• **WORK TO BE COMPLETED**
Each line with the word "false" must appear in the answer, copied from the records.

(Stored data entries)
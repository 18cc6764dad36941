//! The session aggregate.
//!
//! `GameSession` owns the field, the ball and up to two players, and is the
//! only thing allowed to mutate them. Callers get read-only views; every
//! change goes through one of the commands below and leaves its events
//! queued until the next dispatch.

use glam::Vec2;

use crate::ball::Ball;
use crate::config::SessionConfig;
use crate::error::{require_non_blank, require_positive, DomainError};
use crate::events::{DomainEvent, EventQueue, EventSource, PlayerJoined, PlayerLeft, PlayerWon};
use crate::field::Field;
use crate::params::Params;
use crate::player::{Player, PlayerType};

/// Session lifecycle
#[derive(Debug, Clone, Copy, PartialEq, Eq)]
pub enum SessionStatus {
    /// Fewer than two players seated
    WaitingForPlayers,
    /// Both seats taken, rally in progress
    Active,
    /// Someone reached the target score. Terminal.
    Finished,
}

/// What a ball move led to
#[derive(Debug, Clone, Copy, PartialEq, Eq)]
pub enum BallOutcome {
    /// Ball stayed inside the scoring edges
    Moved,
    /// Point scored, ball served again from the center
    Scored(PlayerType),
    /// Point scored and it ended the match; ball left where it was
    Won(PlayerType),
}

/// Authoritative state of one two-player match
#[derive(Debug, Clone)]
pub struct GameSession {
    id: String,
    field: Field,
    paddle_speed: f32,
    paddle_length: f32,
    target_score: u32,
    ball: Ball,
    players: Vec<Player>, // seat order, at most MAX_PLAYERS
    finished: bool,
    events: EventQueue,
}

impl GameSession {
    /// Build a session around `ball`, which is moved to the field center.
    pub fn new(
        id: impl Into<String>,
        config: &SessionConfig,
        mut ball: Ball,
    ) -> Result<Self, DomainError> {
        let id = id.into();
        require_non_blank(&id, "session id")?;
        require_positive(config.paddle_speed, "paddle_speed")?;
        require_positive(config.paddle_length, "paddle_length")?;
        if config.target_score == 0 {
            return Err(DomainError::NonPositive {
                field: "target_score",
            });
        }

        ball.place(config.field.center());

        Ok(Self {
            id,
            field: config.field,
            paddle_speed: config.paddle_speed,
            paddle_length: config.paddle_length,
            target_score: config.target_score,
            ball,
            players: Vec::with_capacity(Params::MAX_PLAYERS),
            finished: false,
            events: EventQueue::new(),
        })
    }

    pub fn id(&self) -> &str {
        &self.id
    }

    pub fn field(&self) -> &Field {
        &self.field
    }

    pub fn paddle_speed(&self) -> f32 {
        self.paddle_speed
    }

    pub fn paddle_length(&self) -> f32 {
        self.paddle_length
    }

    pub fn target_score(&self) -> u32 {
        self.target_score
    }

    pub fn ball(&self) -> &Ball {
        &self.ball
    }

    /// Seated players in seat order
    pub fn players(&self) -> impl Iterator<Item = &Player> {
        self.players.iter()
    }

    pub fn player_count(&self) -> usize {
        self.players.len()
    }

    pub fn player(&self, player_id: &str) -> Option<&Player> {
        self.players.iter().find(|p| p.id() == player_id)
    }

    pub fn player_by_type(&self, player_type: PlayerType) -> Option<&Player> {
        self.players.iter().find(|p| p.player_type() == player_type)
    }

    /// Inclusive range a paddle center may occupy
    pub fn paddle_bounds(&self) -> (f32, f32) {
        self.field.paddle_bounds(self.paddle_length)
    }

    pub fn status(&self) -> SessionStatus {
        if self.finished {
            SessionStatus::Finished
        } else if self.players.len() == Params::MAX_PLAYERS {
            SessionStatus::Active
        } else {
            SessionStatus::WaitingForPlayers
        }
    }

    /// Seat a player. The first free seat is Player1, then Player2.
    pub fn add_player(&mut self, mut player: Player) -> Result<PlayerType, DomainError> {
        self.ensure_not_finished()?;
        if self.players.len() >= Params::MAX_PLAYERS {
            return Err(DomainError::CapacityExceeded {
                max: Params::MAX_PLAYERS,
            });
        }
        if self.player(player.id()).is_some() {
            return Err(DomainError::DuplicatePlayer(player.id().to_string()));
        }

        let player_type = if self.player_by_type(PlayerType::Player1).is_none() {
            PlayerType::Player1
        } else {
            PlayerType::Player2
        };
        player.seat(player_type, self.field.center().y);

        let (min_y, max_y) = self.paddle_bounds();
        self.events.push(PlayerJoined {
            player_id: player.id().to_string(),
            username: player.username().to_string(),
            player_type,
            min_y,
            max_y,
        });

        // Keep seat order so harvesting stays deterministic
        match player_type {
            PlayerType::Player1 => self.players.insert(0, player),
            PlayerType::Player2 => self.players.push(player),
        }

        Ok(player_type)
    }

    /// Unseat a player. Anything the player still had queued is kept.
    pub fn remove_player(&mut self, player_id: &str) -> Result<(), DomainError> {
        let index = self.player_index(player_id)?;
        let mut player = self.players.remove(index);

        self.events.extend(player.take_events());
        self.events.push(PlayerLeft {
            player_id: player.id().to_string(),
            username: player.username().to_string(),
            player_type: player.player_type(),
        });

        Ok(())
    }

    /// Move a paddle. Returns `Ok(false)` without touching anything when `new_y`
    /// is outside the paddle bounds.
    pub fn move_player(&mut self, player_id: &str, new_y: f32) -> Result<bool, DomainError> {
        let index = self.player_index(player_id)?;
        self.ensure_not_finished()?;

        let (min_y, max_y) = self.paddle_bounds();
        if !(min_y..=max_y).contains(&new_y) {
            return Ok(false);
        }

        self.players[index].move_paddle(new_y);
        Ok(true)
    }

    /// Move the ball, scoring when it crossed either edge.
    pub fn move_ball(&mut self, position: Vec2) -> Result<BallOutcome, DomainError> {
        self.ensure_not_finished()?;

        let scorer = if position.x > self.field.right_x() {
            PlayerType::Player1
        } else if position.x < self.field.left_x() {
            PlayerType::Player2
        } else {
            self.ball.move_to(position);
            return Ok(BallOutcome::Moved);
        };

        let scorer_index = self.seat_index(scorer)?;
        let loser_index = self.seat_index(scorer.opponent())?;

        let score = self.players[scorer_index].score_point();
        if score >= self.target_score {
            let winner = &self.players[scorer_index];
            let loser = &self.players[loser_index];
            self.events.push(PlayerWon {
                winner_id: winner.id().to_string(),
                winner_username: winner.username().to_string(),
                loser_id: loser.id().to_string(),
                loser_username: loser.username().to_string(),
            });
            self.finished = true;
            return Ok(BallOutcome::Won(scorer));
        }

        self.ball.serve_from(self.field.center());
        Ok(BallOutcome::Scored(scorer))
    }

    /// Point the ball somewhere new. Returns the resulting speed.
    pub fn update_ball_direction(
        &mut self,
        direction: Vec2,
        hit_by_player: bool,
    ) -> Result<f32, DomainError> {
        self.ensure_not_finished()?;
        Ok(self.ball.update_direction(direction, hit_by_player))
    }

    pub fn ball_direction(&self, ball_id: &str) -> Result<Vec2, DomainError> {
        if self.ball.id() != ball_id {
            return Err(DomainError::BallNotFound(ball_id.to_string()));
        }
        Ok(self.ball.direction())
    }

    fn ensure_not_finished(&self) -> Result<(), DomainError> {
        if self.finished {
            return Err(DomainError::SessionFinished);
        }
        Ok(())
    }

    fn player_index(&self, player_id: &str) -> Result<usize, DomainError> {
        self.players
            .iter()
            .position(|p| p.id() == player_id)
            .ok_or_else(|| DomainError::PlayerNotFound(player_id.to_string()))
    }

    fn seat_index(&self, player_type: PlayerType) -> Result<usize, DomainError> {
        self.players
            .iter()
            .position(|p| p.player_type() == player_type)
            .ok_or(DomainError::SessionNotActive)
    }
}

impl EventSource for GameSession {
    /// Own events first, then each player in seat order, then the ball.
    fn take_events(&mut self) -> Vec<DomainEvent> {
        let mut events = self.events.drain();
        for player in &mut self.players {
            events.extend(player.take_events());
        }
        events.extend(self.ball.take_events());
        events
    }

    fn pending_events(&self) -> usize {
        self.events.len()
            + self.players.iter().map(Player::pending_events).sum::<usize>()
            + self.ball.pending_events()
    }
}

--

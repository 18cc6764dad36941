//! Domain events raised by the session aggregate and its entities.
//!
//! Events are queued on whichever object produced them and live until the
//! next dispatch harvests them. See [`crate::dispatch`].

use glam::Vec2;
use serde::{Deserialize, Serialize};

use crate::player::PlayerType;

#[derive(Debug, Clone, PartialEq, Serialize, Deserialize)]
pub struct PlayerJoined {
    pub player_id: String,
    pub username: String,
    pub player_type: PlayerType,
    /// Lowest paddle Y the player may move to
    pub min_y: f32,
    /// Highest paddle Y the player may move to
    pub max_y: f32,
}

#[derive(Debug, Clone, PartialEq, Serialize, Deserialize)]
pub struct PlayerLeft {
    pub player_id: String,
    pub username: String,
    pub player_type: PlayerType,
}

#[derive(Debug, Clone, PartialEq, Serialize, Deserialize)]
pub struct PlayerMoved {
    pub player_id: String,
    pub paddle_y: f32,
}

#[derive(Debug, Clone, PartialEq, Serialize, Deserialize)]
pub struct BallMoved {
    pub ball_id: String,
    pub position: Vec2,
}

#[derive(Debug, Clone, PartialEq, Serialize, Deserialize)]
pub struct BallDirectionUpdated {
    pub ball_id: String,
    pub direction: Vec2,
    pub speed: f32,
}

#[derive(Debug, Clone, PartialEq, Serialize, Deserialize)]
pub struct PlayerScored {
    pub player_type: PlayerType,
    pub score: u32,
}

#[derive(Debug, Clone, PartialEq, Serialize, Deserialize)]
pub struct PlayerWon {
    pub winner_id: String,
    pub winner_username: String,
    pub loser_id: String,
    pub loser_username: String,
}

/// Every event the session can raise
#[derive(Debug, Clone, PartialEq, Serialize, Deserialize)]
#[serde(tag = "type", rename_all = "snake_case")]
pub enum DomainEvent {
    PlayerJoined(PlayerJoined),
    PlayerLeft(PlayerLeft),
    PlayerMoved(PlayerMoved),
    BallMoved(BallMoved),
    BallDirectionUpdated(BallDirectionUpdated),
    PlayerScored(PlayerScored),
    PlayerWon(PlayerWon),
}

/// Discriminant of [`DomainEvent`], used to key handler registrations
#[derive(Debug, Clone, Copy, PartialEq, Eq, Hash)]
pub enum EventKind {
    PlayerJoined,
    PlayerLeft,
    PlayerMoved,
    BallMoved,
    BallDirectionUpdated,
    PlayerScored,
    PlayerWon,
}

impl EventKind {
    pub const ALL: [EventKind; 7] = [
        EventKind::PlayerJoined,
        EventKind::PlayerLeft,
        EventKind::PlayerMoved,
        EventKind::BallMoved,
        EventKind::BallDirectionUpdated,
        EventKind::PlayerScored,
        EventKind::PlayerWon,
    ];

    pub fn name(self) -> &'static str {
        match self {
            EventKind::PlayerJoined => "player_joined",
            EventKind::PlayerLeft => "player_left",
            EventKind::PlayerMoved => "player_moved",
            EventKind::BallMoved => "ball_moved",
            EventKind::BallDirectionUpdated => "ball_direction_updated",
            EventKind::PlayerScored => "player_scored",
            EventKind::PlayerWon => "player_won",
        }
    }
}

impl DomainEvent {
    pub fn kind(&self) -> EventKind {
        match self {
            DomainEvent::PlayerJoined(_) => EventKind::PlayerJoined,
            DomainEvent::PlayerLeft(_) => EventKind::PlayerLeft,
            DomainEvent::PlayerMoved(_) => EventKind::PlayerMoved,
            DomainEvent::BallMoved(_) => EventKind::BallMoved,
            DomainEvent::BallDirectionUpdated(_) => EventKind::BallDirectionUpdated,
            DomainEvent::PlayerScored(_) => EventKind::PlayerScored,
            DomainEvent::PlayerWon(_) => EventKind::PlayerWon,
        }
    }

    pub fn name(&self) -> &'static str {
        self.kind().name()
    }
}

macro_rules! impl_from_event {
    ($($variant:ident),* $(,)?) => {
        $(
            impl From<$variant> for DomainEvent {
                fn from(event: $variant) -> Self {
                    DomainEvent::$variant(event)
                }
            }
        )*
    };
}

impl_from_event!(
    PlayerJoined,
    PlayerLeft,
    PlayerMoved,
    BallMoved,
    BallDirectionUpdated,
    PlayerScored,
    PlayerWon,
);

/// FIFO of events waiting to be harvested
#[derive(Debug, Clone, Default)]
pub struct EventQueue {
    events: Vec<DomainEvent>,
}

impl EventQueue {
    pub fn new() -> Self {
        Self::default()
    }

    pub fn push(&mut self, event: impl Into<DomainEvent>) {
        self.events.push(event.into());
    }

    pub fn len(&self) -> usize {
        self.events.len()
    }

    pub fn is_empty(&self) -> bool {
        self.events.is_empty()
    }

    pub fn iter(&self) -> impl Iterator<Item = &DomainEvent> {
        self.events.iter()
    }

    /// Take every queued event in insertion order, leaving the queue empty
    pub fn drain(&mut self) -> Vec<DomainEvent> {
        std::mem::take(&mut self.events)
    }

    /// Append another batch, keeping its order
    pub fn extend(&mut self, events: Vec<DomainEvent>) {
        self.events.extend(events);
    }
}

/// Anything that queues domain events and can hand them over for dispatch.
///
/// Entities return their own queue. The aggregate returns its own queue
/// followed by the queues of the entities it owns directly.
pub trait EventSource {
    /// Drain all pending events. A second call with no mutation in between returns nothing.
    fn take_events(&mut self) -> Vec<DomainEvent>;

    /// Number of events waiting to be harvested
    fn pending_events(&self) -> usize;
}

==

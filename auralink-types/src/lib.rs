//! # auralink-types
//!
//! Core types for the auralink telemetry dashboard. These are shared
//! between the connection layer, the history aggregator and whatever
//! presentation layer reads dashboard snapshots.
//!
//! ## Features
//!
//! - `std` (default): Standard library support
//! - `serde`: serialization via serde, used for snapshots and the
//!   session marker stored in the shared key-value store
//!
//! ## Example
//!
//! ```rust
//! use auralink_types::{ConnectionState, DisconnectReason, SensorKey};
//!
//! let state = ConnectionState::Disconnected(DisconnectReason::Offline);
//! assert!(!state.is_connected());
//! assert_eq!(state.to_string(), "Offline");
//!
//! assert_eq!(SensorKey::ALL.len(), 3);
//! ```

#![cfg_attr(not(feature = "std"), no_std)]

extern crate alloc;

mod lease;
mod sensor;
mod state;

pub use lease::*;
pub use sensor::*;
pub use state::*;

• **RESULT FOR THIS EXERCISE**
            finished: false,
    /// Move a paddle. Returns `Ok(false)` without touching anything when `new_y`
            return Ok(false);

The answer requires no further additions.